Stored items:
- - -

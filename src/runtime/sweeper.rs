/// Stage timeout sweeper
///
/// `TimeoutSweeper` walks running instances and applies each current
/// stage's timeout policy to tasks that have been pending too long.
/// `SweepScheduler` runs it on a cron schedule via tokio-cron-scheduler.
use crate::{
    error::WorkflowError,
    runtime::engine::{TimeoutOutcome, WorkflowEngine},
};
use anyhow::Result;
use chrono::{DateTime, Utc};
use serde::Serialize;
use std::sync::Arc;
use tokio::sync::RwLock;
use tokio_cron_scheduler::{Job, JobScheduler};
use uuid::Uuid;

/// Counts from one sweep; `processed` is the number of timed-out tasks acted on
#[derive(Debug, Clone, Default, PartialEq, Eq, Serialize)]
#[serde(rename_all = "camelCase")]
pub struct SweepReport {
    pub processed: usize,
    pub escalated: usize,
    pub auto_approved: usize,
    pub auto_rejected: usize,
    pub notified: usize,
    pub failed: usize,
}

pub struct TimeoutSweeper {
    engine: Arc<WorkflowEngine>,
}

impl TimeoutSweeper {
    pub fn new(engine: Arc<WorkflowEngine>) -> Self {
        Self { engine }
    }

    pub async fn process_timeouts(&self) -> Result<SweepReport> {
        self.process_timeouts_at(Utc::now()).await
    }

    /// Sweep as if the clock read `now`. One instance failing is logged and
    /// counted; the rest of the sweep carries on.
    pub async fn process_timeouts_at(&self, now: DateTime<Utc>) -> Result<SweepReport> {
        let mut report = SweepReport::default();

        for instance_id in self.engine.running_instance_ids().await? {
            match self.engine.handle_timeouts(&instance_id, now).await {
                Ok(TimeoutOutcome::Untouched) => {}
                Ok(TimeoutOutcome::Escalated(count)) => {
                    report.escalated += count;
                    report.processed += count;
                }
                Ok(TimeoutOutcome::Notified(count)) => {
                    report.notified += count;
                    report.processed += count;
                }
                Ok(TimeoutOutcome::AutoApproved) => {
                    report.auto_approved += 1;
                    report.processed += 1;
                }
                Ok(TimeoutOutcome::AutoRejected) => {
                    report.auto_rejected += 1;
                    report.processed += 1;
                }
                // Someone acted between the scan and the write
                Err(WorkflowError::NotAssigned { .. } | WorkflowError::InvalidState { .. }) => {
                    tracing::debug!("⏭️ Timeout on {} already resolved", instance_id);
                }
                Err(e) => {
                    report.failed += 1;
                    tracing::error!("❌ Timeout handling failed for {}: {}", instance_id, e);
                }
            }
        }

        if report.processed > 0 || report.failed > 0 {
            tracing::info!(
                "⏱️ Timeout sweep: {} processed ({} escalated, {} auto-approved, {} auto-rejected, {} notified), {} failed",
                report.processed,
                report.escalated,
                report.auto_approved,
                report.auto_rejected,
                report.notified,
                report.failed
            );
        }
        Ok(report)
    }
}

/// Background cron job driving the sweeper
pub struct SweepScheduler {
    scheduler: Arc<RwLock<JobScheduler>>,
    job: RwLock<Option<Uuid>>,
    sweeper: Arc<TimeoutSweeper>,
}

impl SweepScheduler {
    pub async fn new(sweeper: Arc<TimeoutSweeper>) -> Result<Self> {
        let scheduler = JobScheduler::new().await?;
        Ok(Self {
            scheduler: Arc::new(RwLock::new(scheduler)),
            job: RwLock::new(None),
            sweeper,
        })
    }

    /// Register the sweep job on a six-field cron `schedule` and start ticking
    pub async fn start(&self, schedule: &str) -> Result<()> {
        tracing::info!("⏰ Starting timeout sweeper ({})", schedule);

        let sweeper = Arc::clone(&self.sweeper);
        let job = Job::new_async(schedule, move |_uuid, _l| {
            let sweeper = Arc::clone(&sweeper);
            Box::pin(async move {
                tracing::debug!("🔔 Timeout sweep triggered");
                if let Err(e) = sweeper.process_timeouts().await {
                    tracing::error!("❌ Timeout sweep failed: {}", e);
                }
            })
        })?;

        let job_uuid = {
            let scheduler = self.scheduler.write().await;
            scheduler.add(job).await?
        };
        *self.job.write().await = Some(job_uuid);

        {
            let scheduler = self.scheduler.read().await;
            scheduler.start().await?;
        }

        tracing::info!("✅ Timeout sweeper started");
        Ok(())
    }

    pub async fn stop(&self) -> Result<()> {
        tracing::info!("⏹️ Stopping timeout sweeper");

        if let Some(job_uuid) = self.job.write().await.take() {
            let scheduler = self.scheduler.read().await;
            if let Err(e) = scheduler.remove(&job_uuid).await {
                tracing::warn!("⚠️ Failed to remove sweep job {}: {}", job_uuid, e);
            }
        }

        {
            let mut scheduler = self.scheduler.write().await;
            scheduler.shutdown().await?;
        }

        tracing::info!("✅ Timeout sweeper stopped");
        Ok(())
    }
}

- - -

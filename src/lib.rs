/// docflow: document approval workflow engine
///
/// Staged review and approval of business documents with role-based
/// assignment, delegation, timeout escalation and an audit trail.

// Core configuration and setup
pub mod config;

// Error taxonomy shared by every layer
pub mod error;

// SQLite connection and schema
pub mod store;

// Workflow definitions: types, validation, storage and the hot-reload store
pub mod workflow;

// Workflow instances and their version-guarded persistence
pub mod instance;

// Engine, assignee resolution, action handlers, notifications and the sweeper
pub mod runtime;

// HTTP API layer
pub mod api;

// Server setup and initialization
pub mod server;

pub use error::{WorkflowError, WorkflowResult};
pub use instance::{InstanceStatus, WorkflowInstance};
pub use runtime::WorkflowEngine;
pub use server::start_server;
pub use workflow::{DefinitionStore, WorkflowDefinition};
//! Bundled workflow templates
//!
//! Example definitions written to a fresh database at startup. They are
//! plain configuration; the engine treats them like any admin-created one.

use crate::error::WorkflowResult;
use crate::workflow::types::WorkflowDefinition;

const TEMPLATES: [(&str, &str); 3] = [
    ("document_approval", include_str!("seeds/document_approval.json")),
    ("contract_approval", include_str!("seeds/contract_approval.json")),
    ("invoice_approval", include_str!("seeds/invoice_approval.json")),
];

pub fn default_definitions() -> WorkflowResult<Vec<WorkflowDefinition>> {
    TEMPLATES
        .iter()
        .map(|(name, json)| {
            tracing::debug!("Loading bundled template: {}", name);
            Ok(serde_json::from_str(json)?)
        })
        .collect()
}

- - -

### ABOUT THIS EXERCISE
Among the lines of the data above, find those with the word "acted" and show them.

### TASK ANSWER
/// Counts from one sweep; `processed` is the number of timed-out tasks acted on
                // Someone acted between the scan and the write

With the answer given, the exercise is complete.